Je vais être direct parce qu’aujourd’hui, l’opinion a commencé à changer sur cet aspect. Au début, cela était tout à fait normal quand nous sommes arrivés et que nous avons trouvé dans les entreprises du portefeuille de l’Etat, des gens qui relevaient de l’ancien régime. Le Gouvernement qui était en place était composé de membres appartenant au nouveau et à l’ancien régimes. Et les gens ont eu l’impression que nous étions en train de faire la chasse aux membres de l’ancien régime. Aujourd’hui, nous avons un Gouvernement appelé de l’Union Sacrée composé essentiellement de membres de la majorité au pouvoir et des mandataires qui relèvent de la majorité au pouvoir. Aujourd’hui, les gens doivent comprendre que nous ne sommes pas là pour la chasse des membres de l’ancien régime. Depuis trois mois, nous avons déjà des problèmes avec beaucoup de membres du Gouvernement de l’Union sacrée. Je vous ai parlé des ministères des Sports, de l’Agriculture, de la Formation Professionnelle. Ceux-là ne sont pas de l’opposition mais ils ont des sérieux problèmes avec l’Inspection Générale des Finances. Nous avons récupéré des fonds qui étaient en train d’être détournés avec l’opération que nous avons mise en place sur instruction du Chef de l’Etat.

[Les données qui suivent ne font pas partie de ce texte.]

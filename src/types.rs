// Error taxonomy shared by every layer of the pipeline.

use axum::http::StatusCode;
use axum::response::{IntoResponse, Response};
use axum::Json;

#[derive(Debug, thiserror::Error)]
pub enum AppError {
    /// Bad upload: wrong media type or empty payload. Rejected before any
    /// side effect.
    #[error("invalid input: {0}")]
    InvalidInput(String),

    /// Blob backend I/O failure. Surfaced to the caller, not retried.
    #[error("storage error: {0}")]
    Storage(String),

    /// Metadata backend failure. Not retried, no compensating rollback.
    #[error("metadata store error: {0}")]
    Persistence(#[from] sqlx::Error),

    /// Unknown document id or missing blob. Terminal for the request.
    #[error("not found: {0}")]
    NotFound(String),

    /// Both the text-layer and the OCR path failed.
    #[error("text extraction failed: {0}")]
    Extraction(String),

    /// Generation backend errored or returned no content.
    #[error("answer generation failed: {0}")]
    Generation(String),

    #[error("internal error: {0}")]
    Internal(String),
}

pub type AppResult<T> = std::result::Result<T, AppError>;

impl AppError {
    pub fn status_code(&self) -> StatusCode {
        match self {
            AppError::InvalidInput(_) => StatusCode::BAD_REQUEST,
            AppError::NotFound(_) => StatusCode::NOT_FOUND,
            AppError::Storage(_) => StatusCode::BAD_GATEWAY,
            AppError::Persistence(_)
            | AppError::Extraction(_)
            | AppError::Generation(_)
            | AppError::Internal(_) => StatusCode::INTERNAL_SERVER_ERROR,
        }
    }

    /// Message shown to end users. Diagnostic detail stays in the
    /// `Display` impl and the logs.
    pub fn user_message(&self) -> &'static str {
        match self {
            AppError::InvalidInput(_) => "Invalid upload",
            AppError::Storage(_) => "Error uploading PDF",
            AppError::Persistence(_) => "Error saving PDF metadata",
            AppError::NotFound(_) => "Document not found",
            AppError::Extraction(_) => "Could not process document.",
            AppError::Generation(_) | AppError::Internal(_) => "Error processing question.",
        }
    }
}

impl IntoResponse for AppError {
    fn into_response(self) -> Response {
        let body = serde_json::json!({
            "message": self.user_message(),
            "success": false,
        });
        (self.status_code(), Json(body)).into_response()
    }
}

#[cfg(test)]
mod tests {
    use super::*;

    #[test]
    fn test_not_found_is_distinct() {
        let err = AppError::NotFound("missing".into());
        assert_eq!(err.status_code(), StatusCode::NOT_FOUND);
        assert_eq!(err.user_message(), "Document not found");
    }

    #[test]
    fn test_extraction_message_differs_from_generation() {
        let extraction = AppError::Extraction("both paths failed".into());
        let generation = AppError::Generation("backend 500".into());
        assert_ne!(extraction.user_message(), generation.user_message());
        assert_eq!(extraction.user_message(), "Could not process document.");
    }

    #[test]
    fn test_invalid_input_is_client_error() {
        let err = AppError::InvalidInput("empty payload".into());
        assert_eq!(err.status_code(), StatusCode::BAD_REQUEST);
    }
}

Sur Augustin Matata Ponyo, l’ancien Premier ministre. Son camp parle d’une poursuite qui peut s’apparenter à une poursuite politique…

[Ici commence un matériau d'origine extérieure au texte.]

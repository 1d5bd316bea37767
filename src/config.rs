use anyhow::Result;
use serde::Deserialize;
use std::env;

#[derive(Debug, Clone, Deserialize)]
pub struct Config {
    pub server: ServerConfig,
    pub database: DatabaseConfig,
    pub storage: StorageConfig,
    pub llm: LLMConfig,
    pub ocr: OcrConfig,
}

#[derive(Debug, Clone, Deserialize)]
pub struct ServerConfig {
    pub port: u16,
    pub host: String,
    pub cors_allowed_origins: Vec<String>,
}

#[derive(Debug, Clone, Deserialize)]
pub struct DatabaseConfig {
    pub url: String,
    pub max_connections: u32,
    pub min_connections: u32,
}

#[derive(Debug, Clone, Deserialize)]
pub struct StorageConfig {
    pub bucket: String,
    pub region: String,
    pub access_key_id: Option<String>,
    pub secret_access_key: Option<String>,
    pub endpoint: Option<String>,
    /// Base URL under which stored objects are publicly reachable.
    pub public_base_url: String,
}

#[derive(Debug, Clone, Deserialize)]
pub struct LLMConfig {
    pub provider: String,
    pub model: String,
    pub openai_api_key: String,
    pub google_api_key: String,
    pub max_tokens: u32,
    pub temperature: f32,
}

impl LLMConfig {
    pub fn active_api_key(&self) -> Option<String> {
        let key = match self.provider.as_str() {
            "google" => &self.google_api_key,
            _ => &self.openai_api_key,
        };
        if key.is_empty() {
            None
        } else {
            Some(key.clone())
        }
    }
}

#[derive(Debug, Clone, Deserialize)]
pub struct OcrConfig {
    /// Directory holding tesseract's trained data files.
    pub tessdata_dir: String,
    pub language: String,
    /// Longest edge of a rasterized page in pixels.
    pub max_rendered_pixels: u32,
    /// Pages recognized concurrently during the OCR fan-out.
    pub concurrency: usize,
}

impl Config {
    pub fn from_env() -> Result<Self> {
        dotenvy::dotenv().ok();

        Ok(Self {
            server: ServerConfig {
                port: env::var("PORT")
                    .unwrap_or_else(|_| "3000".to_string())
                    .parse()?,
                host: env::var("HOST").unwrap_or_else(|_| "0.0.0.0".to_string()),
                cors_allowed_origins: env::var("ALLOWED_ORIGINS")
                    .unwrap_or_else(|_| "http://localhost:3000,http://localhost:5173".to_string())
                    .split(',')
                    .map(|s| s.trim().to_string())
                    .collect(),
            },
            database: DatabaseConfig {
                url: env::var("DATABASE_URL").expect("DATABASE_URL must be set"),
                max_connections: env::var("DB_MAX_CONNECTIONS")
                    .unwrap_or_else(|_| "10".to_string())
                    .parse()?,
                min_connections: env::var("DB_MIN_CONNECTIONS")
                    .unwrap_or_else(|_| "1".to_string())
                    .parse()?,
            },
            storage: StorageConfig {
                bucket: env::var("S3_BUCKET").expect("S3_BUCKET must be set"),
                region: env::var("S3_REGION").unwrap_or_else(|_| "us-east-1".to_string()),
                access_key_id: env::var("AWS_ACCESS_KEY_ID").ok(),
                secret_access_key: env::var("AWS_SECRET_ACCESS_KEY").ok(),
                endpoint: env::var("S3_ENDPOINT").ok(),
                public_base_url: env::var("S3_PUBLIC_BASE_URL")
                    .expect("S3_PUBLIC_BASE_URL must be set"),
            },
            llm: LLMConfig {
                provider: env::var("LLM_PROVIDER").unwrap_or_else(|_| "openai".to_string()),
                model: env::var("LLM_MODEL").unwrap_or_else(|_| "gpt-4o-mini".to_string()),
                openai_api_key: env::var("OPENAI_API_KEY").unwrap_or_default(),
                google_api_key: env::var("GOOGLE_API_KEY").unwrap_or_default(),
                max_tokens: env::var("LLM_MAX_TOKENS")
                    .unwrap_or_else(|_| "1024".to_string())
                    .parse()?,
                temperature: env::var("LLM_TEMPERATURE")
                    .unwrap_or_else(|_| "0.2".to_string())
                    .parse()?,
            },
            ocr: OcrConfig {
                tessdata_dir: env::var("TESSDATA_DIR")
                    .unwrap_or_else(|_| "/usr/share/tesseract-ocr/5/tessdata".to_string()),
                language: env::var("OCR_LANGUAGE").unwrap_or_else(|_| "eng".to_string()),
                max_rendered_pixels: env::var("OCR_MAX_PIXELS")
                    .unwrap_or_else(|_| "2048".to_string())
                    .parse()?,
                concurrency: env::var("OCR_CONCURRENCY")
                    .unwrap_or_else(|_| "4".to_string())
                    .parse()?,
            },
        })
    }
}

Non ! Je vais vous dire sincèrement aujourd’hui que moi, je comprends la stratégie des personnes qui sont mises en cause par l’Inspection Générale des Finances qui cherchent des voies de sortie en évoquant des choses qui n’ont pas de sens. Comment parler de poursuite politique quand au départ, c’est lui-même qui a écrit à l’Inspection Générale des Finances pour demander qu’elle puisse faire l’audit de Bukanga Lonzo. Ce n’est pas le pouvoir politique, ni le Chef de l’Etat, ni le Chef du Gouvernement qui a demandé. C’est lui-même. Nous avons une lettre. Il nous a écrit pour que nous puissions faire l’état de la situation de Bukanga Lonzo parce qu’il estimait que plusieurs fois son nom avait été cité abusivement. Nous avons fait le travail, en âme et conscience et nous lui avons rendu les conclusions en lui disant qu’il est fortement impliqué dans cette affaire. Voilà comment c’est parti… Moi je ne trouve aucun problème politique. Il faudra que les politiciens congolais comprennent qu’il y a infractions politiques et infractions de droit commun. Chez nous, au Congo, quand un politicien fait un accident sur la voie publique et qu’on lui dit qu’il y a mort d’homme – homicide involontaire -, il le transforme en une infraction politique. Il y a infraction de droit commun quand vous volez l’argent public et que si cela est établi, il ne faut pas parler de politique. C’est du droit commun…
Pourtant, il y a d’autres membres du parti du Président tel l’ancien ministre de la Santé Eteni Longondo impliqué dans une affaire de corruption mais qui n’est pas poursuivi !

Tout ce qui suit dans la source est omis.